■ TASK REQUIREMENTS ■
What lines in the records below contain the string "fields"? Copy every one.

Stored items
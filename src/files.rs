//! Virtual file access inside running containers.
//!
//! There is no native "list files in a pod" API, so these operations shell
//! out through the exec primitive and parse textual output. Parsing is
//! strict and defensive: malformed lines are skipped, kinds are read from
//! the permission string, and failures are classified from exit code and
//! stderr, never guessed from content. Every path, pattern and file name is
//! validated and passed as a discrete argv element; nothing is ever
//! interpolated into a shell string.

use bytes::Bytes;
use log::debug;

use crate::error::{FileErrorKind, OrchestratorError, OrchestratorResult};
use crate::models::{ExecOutput, FileEntry, FileKind};
use crate::naming::{parent_path, sanitize_resource_name};
use crate::Orchestrator;

fn ensure_safe_path(path: &str) -> OrchestratorResult<()> {
    if path.is_empty() {
        return Err(OrchestratorError::invalid_input("path must not be empty"));
    }
    if !path.starts_with('/') {
        return Err(OrchestratorError::invalid_input(format!(
            "path must be absolute: {:?}",
            path
        )));
    }
    if path.chars().any(|c| c.is_control()) {
        return Err(OrchestratorError::invalid_input(
            "path must not contain control characters",
        ));
    }
    Ok(())
}

fn ensure_safe_fragment(value: &str, what: &str) -> OrchestratorResult<()> {
    if value.is_empty() {
        return Err(OrchestratorError::invalid_input(format!(
            "{} must not be empty",
            what
        )));
    }
    if value.contains('/') || value.chars().any(|c| c.is_control()) {
        return Err(OrchestratorError::invalid_input(format!(
            "{} must not contain path separators or control characters",
            what
        )));
    }
    Ok(())
}

/// Classify a failed exec-based file operation from its stderr.
fn classify_failure(path: &str, output: &ExecOutput) -> OrchestratorError {
    let stderr = output.stderr.to_ascii_lowercase();
    let kind = if stderr.contains("no such file or directory") || stderr.contains("not found") {
        FileErrorKind::NotFound
    } else if stderr.contains("permission denied") {
        FileErrorKind::PermissionDenied
    } else {
        FileErrorKind::Unknown
    };
    let message = if output.stderr.trim().is_empty() {
        format!("exit code {}", output.exit_code)
    } else {
        output.stderr.trim().to_string()
    };
    OrchestratorError::File {
        kind,
        path: path.to_string(),
        message,
    }
}

/// Byte offset of the start of the n-th (1-based) whitespace-separated
/// field, so everything from there on can be taken verbatim (file names may
/// contain spaces).
fn field_offset(line: &str, n: usize) -> Option<usize> {
    let bytes = line.as_bytes();
    let mut idx = 0;
    let mut field = 0;
    while idx < bytes.len() {
        while idx < bytes.len() && bytes[idx].is_ascii_whitespace() {
            idx += 1;
        }
        if idx >= bytes.len() {
            return None;
        }
        field += 1;
        if field == n {
            return Some(idx);
        }
        while idx < bytes.len() && !bytes[idx].is_ascii_whitespace() {
            idx += 1;
        }
    }
    None
}

fn join_path(dir: &str, name: &str) -> String {
    if dir.ends_with('/') {
        format!("{}{}", dir, name)
    } else {
        format!("{}/{}", dir, name)
    }
}

/// Parse `ls -la` output into entries. Skips the `total N` header, blank
/// lines, lines with fewer than nine fields, and the `.`/`..` entries; when
/// `path` is not the root a synthetic `..` entry pointing at the parent is
/// prepended so callers can navigate upward.
fn parse_ls_output(raw: &str, path: &str) -> Vec<FileEntry> {
    let mut entries = Vec::new();
    if path != "/" {
        entries.push(FileEntry {
            name: "..".to_string(),
            path: parent_path(path),
            kind: FileKind::Directory,
            size: 0,
            permissions: "-".to_string(),
            modified: None,
        });
    }

    for line in raw.lines() {
        let line = line.trim_end();
        if line.is_empty() || line.starts_with("total ") {
            continue;
        }
        let fields: Vec<&str> = line.split_whitespace().collect();
        if fields.len() < 9 {
            continue;
        }
        let permissions = fields[0];
        let Some(name_start) = field_offset(line, 9) else {
            continue;
        };
        let mut name = line[name_start..].to_string();
        // Symlink listings carry the target after an arrow.
        if permissions.starts_with('l') {
            if let Some(arrow) = name.find(" -> ") {
                name.truncate(arrow);
            }
        }
        if name == "." || name == ".." {
            continue;
        }
        let kind = if permissions.starts_with('d') {
            FileKind::Directory
        } else {
            FileKind::File
        };
        entries.push(FileEntry {
            path: join_path(path, &name),
            kind,
            size: fields[4].parse().unwrap_or(0),
            permissions: permissions.to_string(),
            modified: Some(fields[5..8].join(" ")),
            name,
        });
    }
    entries
}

■ COMPLETED TASK ■
/// lines, lines with fewer than nine fields, and the `.`/`..` entries; when
        let fields: Vec<&str> = line.split_whitespace().collect();
        if fields.len() < 9 {
        let permissions = fields[0];
            size: fields[4].parse().unwrap_or(0),
            modified: Some(fields[5..8].join(" ")),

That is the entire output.